I would like to propose, based on my research, a new theory of ‘male nature’, one based more on social pressures than biology or hormones, one which shows how boys during their formative years are asked to completely change their identity. Specifically, my research has turned up a new theory of how boys develop at puberty, learning a lesson that affects them psychologically throughout the rest of their lives – a lesson that, since it is created by society, can be changed.  This research, conducted over many years with thousands of men, brought out the fact that most boys are subjected to taunts or bullying (even being beaten up) by bigger boys or older male members of the family (‘Don’t be a sissy, grow up and be a man!’) – and that this causes boys to undergo a powerful process of self-questioning ending in basic identity change [bic]. Though most boys are close to their mothers when young, at a certain stage, the pressures placed on them to ‘act like a man’: ‘don’t hang around the house with your mother and your sister’, ‘go out and play sports with the other boys’! become overwhelming.  Many boys in this situation turn to their mothers for protection, or resort to staying at home; they are surprised when she too says, 'You can’t come home to mother anymore, now you have to go out and tell off the boys who are bothering you, or beat them up!’ Boys then, according to my data, are filled with doubt and spend on average a year or more questioning themselves about how they should adapt to the new situation. The problem is not only that they are supposed to ‘act tough’, but also cut off their relationship with their mother or ‘women, girls’ -- a boy is seen as a ‘sissy’ if his best friend is a girl, or if he ‘hangs around with girls all the time.’ 

 The ‘proof’ that one is now ‘a man’ often involves showing, in front of other boys, that ‘I won’t take orders from my mother!
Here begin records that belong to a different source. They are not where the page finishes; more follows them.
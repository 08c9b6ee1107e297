//! Scripted listers shared by unit tests

use std::collections::VecDeque;
use std::sync::atomic::{AtomicUsize, Ordering};
use std::sync::Mutex;
use std::time::Duration;

use async_trait::async_trait;

use crate::data::{ListError, Listing, StoreLister, StoreRecord};

/// A lister that replays queued outcomes and counts calls
///
/// When the script runs out, the last outcome is repeated.
pub struct ScriptedLister {
    outcomes: Mutex<VecDeque<Result<Listing, ListError>>>,
    last: Mutex<Option<Result<Listing, ListError>>>,
    delay: Duration,
    calls: AtomicUsize,
}

impl ScriptedLister {
    pub fn new(outcomes: Vec<Result<Listing, ListError>>) -> Self {
        Self {
            outcomes: Mutex::new(outcomes.into()),
            last: Mutex::new(None),
            delay: Duration::ZERO,
            calls: AtomicUsize::new(0),
        }
    }

    /// Always returns the given records
    pub fn always(records: Vec<StoreRecord>) -> Self {
        Self::new(vec![Ok(listing(records))])
    }

    /// Sleeps before answering each call
    pub fn with_delay(mut self, delay: Duration) -> Self {
        self.delay = delay;
        self
    }

    pub fn calls(&self) -> usize {
        self.calls.load(Ordering::SeqCst)
    }
}

#[async_trait]
impl StoreLister for ScriptedLister {
    async fn fetch_all(&self) -> Result<Listing, ListError> {
        self.calls.fetch_add(1, Ordering::SeqCst);
        if !self.delay.is_zero() {
            tokio::time::sleep(self.delay).await;
        }
        let next = self.outcomes.lock().unwrap().pop_front();
        let mut last = self.last.lock().unwrap();
        match next {
            Some(outcome) => {
                *last = Some(outcome.clone());
                outcome
            }
            None => last
                .clone()
                .unwrap_or_else(|| Err(ListError::Transport("script exhausted".to_string()))),
        }
    }
}

pub fn listing(records: Vec<StoreRecord>) -> Listing {
    Listing {
        records,
        skipped: Vec::new(),
    }
}

pub fn record(id: &str, name: &str, created_at: i64) -> StoreRecord {
    StoreRecord::new(id, name, created_at)
}

/// The three-store example: two "Docs" generations and one "FAQ"
pub fn docs_and_faq() -> Vec<StoreRecord> {
    vec![
        record("A1", "Docs", 100),
        record("A2", "Docs", 200),
        record("B1", "FAQ", 150),
    ]
}

pub fn transport_error() -> ListError {
    ListError::Transport("connection refused".to_string())
}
She can’t tell me what to do!’ For example, if a boy brings other boys home from school and they are in his room listening to loud music and the mother shouts from another room, ‘Turn down that noise!’ then the boy must shout back, ‘No! You can’t tell me what to do!’ and turn the volume up even louder.  Though many boys like being with girls who are their friends, they soon learn that they have to make peace with the men around them, find a way to get along, and learn to exclude women, ‘leave the women at home’. 
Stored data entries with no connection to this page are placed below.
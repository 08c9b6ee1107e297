//! Command-line interface parsing for storepick
//!
//! This module handles parsing of CLI arguments using clap and turns them
//! into the runtime configuration for the lister, cache and background
//! refresh.

use std::path::PathBuf;
use std::time::Duration;

use clap::{Args, Parser, Subcommand};
use thiserror::Error;

use crate::data::openai::DEFAULT_BASE_URL;
use crate::data::RetryPolicy;
use crate::refresh::RefreshConfig;
use crate::selector::SelectorConfig;

/// Error types for CLI argument validation
#[derive(Debug, Error)]
pub enum CliError {
    /// A duration option was zero
    #[error("--{0} must be greater than zero")]
    ZeroDuration(&'static str),

    /// Fewer than one attempt was requested
    #[error("--max-attempts must be at least 1")]
    NoAttempts,

    /// No API key was supplied
    #[error("no API key: pass --api-key or set OPENAI_API_KEY")]
    MissingApiKey,
}

/// storepick - pick the newest vector store for each name
#[derive(Parser, Debug)]
#[command(name = "storepick")]
#[command(about = "List vector stores newest first, one per name, and export a selection")]
#[command(version)]
pub struct Cli {
    #[command(flatten)]
    pub connection: ConnectionArgs,

    #[command(subcommand)]
    pub command: Command,
}

/// Options shared by every subcommand that talks to the API
#[derive(Args, Debug, Clone)]
pub struct ConnectionArgs {
    /// API key used as the bearer token
    #[arg(long, env = "OPENAI_API_KEY", hide_env_values = true, global = true)]
    pub api_key: Option<String>,

    /// API root of an OpenAI-compatible server
    #[arg(long, env = "OPENAI_BASE_URL", default_value = DEFAULT_BASE_URL, global = true)]
    pub base_url: String,

    /// Seconds a fetched list is reused before refreshing
    #[arg(long, default_value_t = 300, global = true)]
    pub ttl_secs: u64,

    /// Seconds allowed for one full listing
    #[arg(long, default_value_t = 30, global = true)]
    pub timeout_secs: u64,

    /// Attempts per page request, including the first
    #[arg(long, default_value_t = 3, global = true)]
    pub max_attempts: u32,
}

#[derive(Subcommand, Debug, Clone)]
pub enum Command {
    /// Show the newest stores, one per name
    ///
    /// Examples:
    ///   storepick list              # Newest 4 stores
    ///   storepick list -n 10        # Newest 10 stores
    ///   storepick list --json       # Machine-readable output
    List {
        /// Number of stores to show
        #[arg(short = 'n', long, default_value_t = 4)]
        count: usize,

        /// Ignore the cache and fetch again
        #[arg(long)]
        refresh: bool,

        /// Print JSON instead of a table
        #[arg(long)]
        json: bool,
    },

    /// Resolve a pick (rank or exact name) to its store id
    Select {
        /// Number of stores to choose from
        #[arg(short = 'n', long, default_value_t = 4)]
        count: usize,

        /// 1-based rank or exact store name
        pick: String,
    },

    /// Save the newest stores to a snapshot file
    Export {
        /// Number of stores to save
        #[arg(short = 'n', long, default_value_t = 4)]
        count: usize,

        /// Output file, defaults to the platform data directory
        #[arg(short, long, value_name = "PATH")]
        output: Option<PathBuf>,
    },

    /// Print a previously exported snapshot
    Inspect {
        /// Snapshot file to read
        path: PathBuf,
    },

    /// Refresh periodically and print each new selection
    Watch {
        /// Number of stores to show
        #[arg(short = 'n', long, default_value_t = 4)]
        count: usize,

        /// Seconds between refreshes
        #[arg(long, default_value_t = 300)]
        interval: u64,
    },
}

/// Configuration derived from CLI arguments
#[derive(Debug, Clone, PartialEq, Eq)]
pub struct RuntimeConfig {
    /// API root
    pub base_url: String,
    /// Bearer token, required only by commands that call the API
    pub api_key: Option<String>,
    /// Cache settings
    pub selector: SelectorConfig,
    /// Per-page retry settings
    pub retry: RetryPolicy,
}

impl RuntimeConfig {
    /// Creates a RuntimeConfig from parsed connection arguments.
    ///
    /// # Returns
    /// * `Ok(RuntimeConfig)` with validated settings
    /// * `Err(CliError)` if a duration is zero or no attempt is allowed
    pub fn from_args(args: &ConnectionArgs) -> Result<Self, CliError> {
        if args.ttl_secs == 0 {
            return Err(CliError::ZeroDuration("ttl-secs"));
        }
        if args.timeout_secs == 0 {
            return Err(CliError::ZeroDuration("timeout-secs"));
        }
        if args.max_attempts == 0 {
            return Err(CliError::NoAttempts);
        }

        Ok(RuntimeConfig {
            base_url: args.base_url.clone(),
            api_key: args.api_key.clone().filter(|key| !key.trim().is_empty()),
            selector: SelectorConfig {
                ttl: Duration::from_secs(args.ttl_secs),
                fetch_timeout: Duration::from_secs(args.timeout_secs),
            },
            retry: RetryPolicy {
                max_attempts: args.max_attempts,
                ..RetryPolicy::default()
            },
        })
    }

    /// The API key, or an error for commands that need one
    pub fn require_api_key(&self) -> Result<&str, CliError> {
        self.api_key.as_deref().ok_or(CliError::MissingApiKey)
    }
}

/// Builds the background refresh settings for `watch`
pub fn refresh_config(count: usize, interval_secs: u64) -> Result<RefreshConfig, CliError> {
    if interval_secs == 0 {
        return Err(CliError::ZeroDuration("interval"));
    }
    Ok(RefreshConfig {
        interval: Duration::from_secs(interval_secs),
        count,
        enabled: true,
    })
}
Joining the ‘world of the fathers’ is a frightening experience for many boys: most describe feeling alone and insecure, suddenly in a new, colder and more competitive world, a world they say over and over that their fathers did not explain to them – but later come to feel that conquering it can be the biggest adventure they undertake in life.  What happens in private life? If a man falls in love with a woman, this usually forces him to re-examine his relationship with men – and his own idea of himself. This is more difficult if a man feels ‘real men don’t fall deeply in love!’ Thus most men in my research do not marry the women they most passionately love, often saying they are proud of this. Why? They feel they can better follow ‘the rules’ if they stay in control of their feelings. Other boys do not fall in love at all; their reaction to ‘male’ puberty pressures is to decide they are not ‘joiners’ (they feel they do not legitimately belong to the group of men, and are ‘faking’ fitting in), and decide to be ‘loners’, ‘independent’, close to neither men nor women.  Men’s relationships with other men are generally deeply unsatisfying: like the Michelangelo fresco of Adam reaching for God’s hand in The Creation, in which their fingers never quite touch, men often feel a tantalizing sense of ‘almost…almost’. Most boys grow up with only a distant relationship with their fathers, that carries over into relationships with other men. They are left with a feeling that ‘he’ is unattainable, other and that this is how it must be. 
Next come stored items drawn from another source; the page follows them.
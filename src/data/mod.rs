//! Core data models for storepick
//!
//! This module contains the store record type, the listing boundary used to
//! fetch records from the remote API, and the pure functions that order them.

pub mod dedupe;
pub mod openai;
pub mod retry;

pub use dedupe::dedupe_latest;
pub use openai::OpenAiLister;
pub use retry::RetryPolicy;

use std::time::Duration;

use async_trait::async_trait;
use chrono::{DateTime, Local, Utc};
use serde::{Deserialize, Serialize};
use thiserror::Error;

/// Display format used for creation timestamps
pub const TIMESTAMP_FORMAT: &str = "%Y-%m-%d %H:%M:%S";

/// One remote vector store as seen at fetch time
///
/// Records are never mutated after construction; every transformation in
/// this crate produces a new list.
#[derive(Debug, Clone, PartialEq, Eq, Serialize, Deserialize)]
pub struct StoreRecord {
    /// Identifier assigned by the remote system, unique per store
    pub id: String,
    /// Human-chosen label, shared by re-created stores
    pub name: String,
    /// Creation time in seconds since the epoch, 0 when unknown
    pub created_at: i64,
    /// Number of files in the store
    pub file_count: u64,
    /// Storage footprint in bytes
    pub usage_bytes: u64,
}

impl StoreRecord {
    /// Creates a record with zeroed counters
    pub fn new(id: impl Into<String>, name: impl Into<String>, created_at: i64) -> Self {
        Self {
            id: id.into(),
            name: name.into(),
            created_at,
            file_count: 0,
            usage_bytes: 0,
        }
    }

    /// Creation time as a UTC datetime, the epoch when out of range
    pub fn created_datetime(&self) -> DateTime<Utc> {
        DateTime::from_timestamp(self.created_at, 0).unwrap_or(DateTime::UNIX_EPOCH)
    }

    /// Creation time rendered in local time with [`TIMESTAMP_FORMAT`]
    pub fn created_at_formatted(&self) -> String {
        format_timestamp(self.created_at)
    }

    /// Storage footprint in mebibytes
    pub fn usage_mb(&self) -> f64 {
        self.usage_bytes as f64 / (1024.0 * 1024.0)
    }
}

/// Formats epoch seconds in local time
pub fn format_timestamp(secs: i64) -> String {
    DateTime::from_timestamp(secs, 0)
        .unwrap_or(DateTime::UNIX_EPOCH)
        .with_timezone(&Local)
        .format(TIMESTAMP_FORMAT)
        .to_string()
}

/// A listing entry that could not be mapped to a [`StoreRecord`]
#[derive(Debug, Clone, PartialEq, Eq, Error)]
#[error("skipped entry #{index} ({}): {reason}", .id.as_deref().unwrap_or("no id"))]
pub struct MalformedEntry {
    /// Position of the entry in the full listing
    pub index: usize,
    /// Identifier of the entry, if it had a usable one
    pub id: Option<String>,
    /// Why the entry was rejected
    pub reason: String,
}

/// Result of a successful listing call
#[derive(Debug, Clone, Default, PartialEq, Eq)]
pub struct Listing {
    /// Records in the order the remote API returned them
    pub records: Vec<StoreRecord>,
    /// Entries that were skipped because they could not be mapped
    pub skipped: Vec<MalformedEntry>,
}

/// Errors that abort a whole listing call
#[derive(Debug, Clone, PartialEq, Eq, Error)]
pub enum ListError {
    /// The request could not be sent or the connection failed
    #[error("HTTP request failed: {0}")]
    Transport(String),

    /// The listing did not complete within the allowed time
    #[error("listing timed out after {0:?}")]
    Timeout(Duration),

    /// The remote API answered with a non-success status
    #[error("listing returned HTTP {status}: {body}")]
    Status { status: u16, body: String },

    /// The response body was not a listing page
    #[error("failed to parse listing response: {0}")]
    Decode(String),
}

impl ListError {
    /// Whether retrying the same request may succeed
    pub fn is_transient(&self) -> bool {
        match self {
            ListError::Transport(_) | ListError::Timeout(_) => true,
            ListError::Status { status, .. } => *status == 429 || *status >= 500,
            ListError::Decode(_) => false,
        }
    }
}

impl From<reqwest::Error> for ListError {
    fn from(err: reqwest::Error) -> Self {
        if err.is_decode() {
            ListError::Decode(err.to_string())
        } else {
            ListError::Transport(err.to_string())
        }
    }
}

/// The remote listing capability
///
/// Implementations perform I/O only; ordering and deduplication happen in
/// [`dedupe_latest`].
#[async_trait]
pub trait StoreLister: Send + Sync + 'static {
    /// Fetches every store visible to the caller
    async fn fetch_all(&self) -> Result<Listing, ListError>;
}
 In the 90’s and still today, many men cope by living with split personalities: one for work and another for ‘private life’ and ‘love’. During the last two decades, many books on ‘personal growth’ (‘self-help’ for women and ‘business secrets’ for men) helped individuals think through issues of identity-change. Most men no longer want the ‘traditional manhood’ of the l980’s but a new way of life which they are inventing now, engaged in a momentous interior transformation that has as yet to go public.